You’re still wondering just how widespread this belief in hell is? According to a 2014 poll by Pew Research Center, 58% of all American adults believe in hell, and that number jumps up to 70% among all Christian religious groups.
Count me among the 30% who don’t.
God Save Eleanor Powell
I have a confession to make. When I was a young boy, I had a massive crush on Eleanor Powell. She was beautiful, she was glamorous, she was an incredibly talented dancer, and—while perhaps not the best actress in show business—she was typically cast in roles where she shined as the plucky, enthusiastic optimist. Which suited me just fine because I was a happy-go-lucky kid at heart.
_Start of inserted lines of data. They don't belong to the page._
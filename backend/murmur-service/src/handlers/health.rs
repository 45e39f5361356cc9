use actix_web::HttpResponse;
use serde_json::json;

/// Liveness probe
pub async fn health() -> HttpResponse {
    HttpResponse::Ok().json(json!({
        "status": "ok",
        "service": "murmur-service",
        "version": env!("CARGO_PKG_VERSION"),
    }))
}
But I was also terrified. Know why? I was genuinely scared that Eleanor Powell was burning in hell! (She died the year I was born.) I don’t remember if I was able to do any research into her religious views in my youth, and looking up her biographical details today reveals she actually did seem to have a vibrant Christian faith and even hosted a ground-breaking, Emmy-award-winning program called Faith of Our Children. But for whatever reason, I’d gotten it into my young head that the eternal destination of Eleanor Powell’s soul was in question, and I was deeply troubled by the thought.
I remember pouring over passages in the New Testament trying to discern just what hell was all about and if there were any loopholes for avoiding it apart from sincerely offering up “The Sinner’s Prayer”. I never methodically read the Book of Revelation all the way through…I’d always skip to the final chapters where it spoke of the defeat of the devil and his gruesome fate (along with the rest of hell’s residents) getting thrown into the lake of fire and burning day and night forever, and it would haunt me to the core.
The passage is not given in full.